**Discrete Mathematics**

The aim of this module is to introduce students to combinatorics and elementary number theory, counting and reasoning techniques. We plan to treat the following topics:

Permutations, combinations, trees, lattice paths, words, generating functions, recursions, inclusion-exclusion, Lagrange inversion, special numbers, matrix-tree theorem, Polya’s enumeration theory, congruences, residue classes, Legendre symbol, reciprocity, continued fractions, theorems of Fermat and Wilson, pythagorean triples, sums of 2 and 4 squares, Diophantine equations, continued fractions.

**Module information**

- 21539 344 (16) Mathematics 344
- 3 lectures and 1 tutorial of 2 hours per week.
- Prerequisite modules: a pass in Mathematics 214, 244.
- Language specification : E

**Lecturers**

- Prof H Prodinger: Office 1028, Bedryfsielkunde Building (e-mail: hproding@sun.ac.za)

**Study material**

- Typed course materials will be available for some (not all) parts of the course.

Here is a small list of relevant books:

- Graham-Knuth-Patashnik, “Concrete Mathematics”
- Stanley, “Enumerative Combinatorics”
- Flajolet-Sedgewick, “Analytic Combinatorics”
- Andrews, “The theory of Partitions”
- Andrews, “Number Theory”
- Hardy-Wright, “An Introduction to the Theory of Numbers”
- Rademacher, “Lectures on Elementary Number Theory”

**Course presentation**

The course material is dealt with in detail during the lectures. Tutorials provide the opportunity to work on problems and discuss course work under the supervision of the lecturer.

**Assessment**

The class mark will be determined using the mid-semester test and selected exercises. The final mark is determined from the class mark, with a weight of 0.4, and the exam mark, with a weight of 0.6. Class tests are graded and returned to students as soon as possible.

**Outcomes**

Students who successfully complete this module will have a knowledge of the basics of combinatorics and elementary number theory.

Students will be well equipped to continue with more advanced courses.

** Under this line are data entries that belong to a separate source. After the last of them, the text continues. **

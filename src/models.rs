//! Data models for the playground service.
//!
//! These types mirror the JSON exchanged between the editor page, this
//! server, and the upstream Go playground. Field names follow the wire
//! format, which is why the compile types use PascalCase.

use serde::{Deserialize, Serialize};

/// Protocol version the page sends with every compile request.
pub const COMPILE_VERSION: u32 = 2;

// ============================================================================
// Compile
// ============================================================================

/// Body of `POST /compile` as sent by the page.
#[derive(Debug, Clone, Serialize, Deserialize, PartialEq)]
pub struct CompileRequest {
    pub version: u32,
    pub body: String,
}

impl CompileRequest {
    pub fn new(body: impl Into<String>) -> Self {
        Self {
            version: COMPILE_VERSION,
            body: body.into(),
        }
    }
}

/// One output record produced by running a program.
#[derive(Debug, Clone, Default, Serialize, Deserialize, PartialEq)]
#[serde(rename_all = "PascalCase")]
pub struct Event {
    pub message: String,
    /// "stdout" or "stderr"
    #[serde(default)]
    pub kind: String,
    /// Nanoseconds to wait before printing this event.
    #[serde(default)]
    pub delay: i64,
}

impl Event {
    pub fn stdout(message: impl Into<String>) -> Self {
        Self {
            message: message.into(),
            kind: "stdout".to_string(),
            delay: 0,
        }
    }
}

/// Response of `POST /compile`.
///
/// A non-empty `errors` string wins over `events`. The playground sends
/// `"Events": null` when compilation fails, so `events` is optional.
#[derive(Debug, Clone, Default, Serialize, Deserialize, PartialEq)]
#[serde(rename_all = "PascalCase")]
pub struct CompileResponse {
    #[serde(default)]
    pub errors: String,
    #[serde(default)]
    pub events: Option<Vec<Event>>,
    #[serde(default)]
    pub status: i32,
    #[serde(default)]
    pub is_test: bool,
    #[serde(default)]
    pub tests_failed: i32,
    #[serde(default, skip_serializing_if = "Option::is_none")]
    pub vet_errors: Option<String>,
}

impl CompileResponse {
    pub fn events(&self) -> &[Event] {
        self.events.as_deref().unwrap_or(&[])
    }
}

// ============================================================================
// Share
// ============================================================================

/// Response of `POST /share`.
#[derive(Debug, Clone, Default, Serialize, Deserialize, PartialEq)]
pub struct ShareResponse {
    #[serde(rename = "shareURL")]
    pub share_url: String,
}

#[cfg(test)]
mod tests {
    use super::*;

    #[test]
    fn test_compile_request_wire_format() {
        let json = serde_json::to_value(CompileRequest::new("package main")).unwrap();
        assert_eq!(json, serde_json::json!({"version": 2, "body": "package main"}));
    }

    #[test]
    fn test_compile_response_from_playground() {
        let raw = r#"{"Errors":"","Events":[{"Message":"Hello, Go!\n","Kind":"stdout","Delay":0}],"Status":0,"IsTest":false,"TestsFailed":0}"#;
        let resp: CompileResponse = serde_json::from_str(raw).unwrap();
        assert!(resp.errors.is_empty());
        assert_eq!(resp.events().len(), 1);
        assert_eq!(resp.events()[0].message, "Hello, Go!\n");
        assert_eq!(resp.events()[0].kind, "stdout");
    }

    #[test]
    fn test_compile_response_null_events() {
        let raw = r#"{"Errors":"prog.go:3:1: syntax error","Events":null}"#;
        let resp: CompileResponse = serde_json::from_str(raw).unwrap();
        assert_eq!(resp.errors, "prog.go:3:1: syntax error");
        assert!(resp.events().is_empty());
    }

    #[test]
    fn test_compile_response_minimal_fields() {
        let resp: CompileResponse =
            serde_json::from_str(r#"{"Events":[{"Message":"hi"}]}"#).unwrap();
        assert_eq!(resp.events()[0], Event { message: "hi".into(), kind: String::new(), delay: 0 });
    }

    #[test]
    fn test_share_response_field_name() {
        let json = serde_json::to_string(&ShareResponse {
            share_url: "https://go.dev/play/p/abc".to_string(),
        })
        .unwrap();
        assert_eq!(json, r#"{"shareURL":"https://go.dev/play/p/abc"}"#);
    }
}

Discrete mathematics is one of the department’s major strengths; there are lots of possibilities for students who want to continue with honours projects, masters or PhD theses.

But students who do not wish to continue will find this course interesting and stimulating in its own right: Numbers and counting have fascinated people for thousands of years! Combinatorics and number theory have many interesting applications as well, for instance in cryptography and analysis of algorithms.